3 Easy Ab Exercises

3 Easy Ab Exercises (via www.fotosearch.com)

If you are not into doing a hundred sit-ups every day, try these different exercises that use all of your stomach muscles – upper, lower and side. Do them at home on a harder surface. Your bed won’t work, but the floor will do just fine. Lie on a blanket, or yoga mat, so you don’t get bruises on your back.

1. Huff and Puff

Lie on your back, and stretch out evenly. Your back should be flat against the floor. Bend your knees to a 45 degree angle, and keep your feet on the floor. Lift your head and upper back, so that your shoulder blades don’t touch the surface. Stretch your arms and hands in front of you, parallel to the ground. Try to move your arms up and down in an arc not bigger than 10 or 15 centimeters.

While taking a deep breath, do five of the quick up-down movements with your arms, and repeat five more with an exhalation. The breathing is very important in all ab exercises, since it controls the tensing and relaxing of the muscles that keep your back off the floor.

The rhythm should be faster than your normal breathing rate, so it is inhale (1-2-3-4-5), exhale (1-2-3-4-5). Repeat for as long as you feel comfortable, and if your muscles start to get too tense, roll on your stomach and lift your upper body from the floor, stretching them.

2. Your Name and Number, Please

Your Name and Number Please (via www.readysetbeauty.com)

Lie on your back, your legs straight out, your upper body lifted from the floor. Bend your elbows and rest on your forearms. Lift your legs straight up, and keep them together, your knees straight.
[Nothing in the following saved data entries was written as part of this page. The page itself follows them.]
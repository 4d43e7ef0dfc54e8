//! Singleton usage example for event-singleton.
//!
//! Demonstrates:
//! - Opting a type into the process-wide guard with `impl Singleton`
//! - A second construction failing with `SingletonError::Violation`
//! - Looking the instance up later through the type
//!
//! Run with: `cargo run --example singleton`

use event_singleton::{set_trace_callback, Singleton, SingletonError};
use std::sync::Arc;

/// Fields are private, so `UniqueObject::new` is the only way to build one.
struct UniqueObject {
    name: String,
}

impl Singleton for UniqueObject {}

impl UniqueObject {
    fn new(name: &str) -> Result<Arc<Self>, SingletonError> {
        Self::install(UniqueObject {
            name: name.to_string(),
        })
    }

    fn name(&self) -> &str {
        &self.name
    }
}

fn main() {
    println!("=== event-singleton: Singleton ===\n");

    set_trace_callback(|event| println!("   [trace] {event}"));

    // -------------------------------------------------------------------------
    // 1. First construction
    // -------------------------------------------------------------------------
    println!("1. Constructing UniqueObject...");

    println!("   has_instance before: {}", UniqueObject::has_instance());
    let uo = UniqueObject::new("Unique Object").expect("first construction succeeds");
    println!("   has_instance after:  {}", UniqueObject::has_instance());

    // -------------------------------------------------------------------------
    // 2. Second construction is rejected
    // -------------------------------------------------------------------------
    println!("\n2. Constructing UniqueObject again...");

    match UniqueObject::new("Unique Object2") {
        Ok(_) => println!("   Unexpectedly constructed twice"),
        Err(e) => println!("   Error (expected): {}", e),
    }

    // -------------------------------------------------------------------------
    // 3. Lookup through the type
    // -------------------------------------------------------------------------
    println!("\n3. Looking the instance up through the type...");

    let looked_up = UniqueObject::instance().expect("instance exists");
    assert_eq!(uo.name(), looked_up.name());
    assert!(Arc::ptr_eq(&uo, &looked_up));
    println!("   Same instance: {}", looked_up.name());

    println!("\n=== Example Complete ===");
}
Start writing large letters and numbers in the air with your legs, as if you are writing them on a wall in front of you. Inhale while you write each letter and number, exhale while you rest for a moment. Write your whole name and phone number, and if you’re already fit, add your whole birth date and repeat. The up movement will work your upper muscles, while going down will work the lower tummy, and the horizontal movements, such as crossing out the “T”, will tone your side muscles. Don’t forget to stretch afterwards!

3. The Side Sit-Up

This will do wonders for your tummy, but also any love handles that you might have on your waist. It’s very important to keep your back and shoulders straight while you do the exercise, otherwise the muscles around your spine will take most of the pressure, instead of your stomach.

Lie on the floor, knees bent, your feet firmly planted. Try not to move them at all. Cross your hands behind your head, elbows out to the sides. With an inhale, sit straight up, and turn to both sides like you are checking if you can walk across the street, then lie back and exhale. Repeat in series of twenty, for as long as you are comfortable.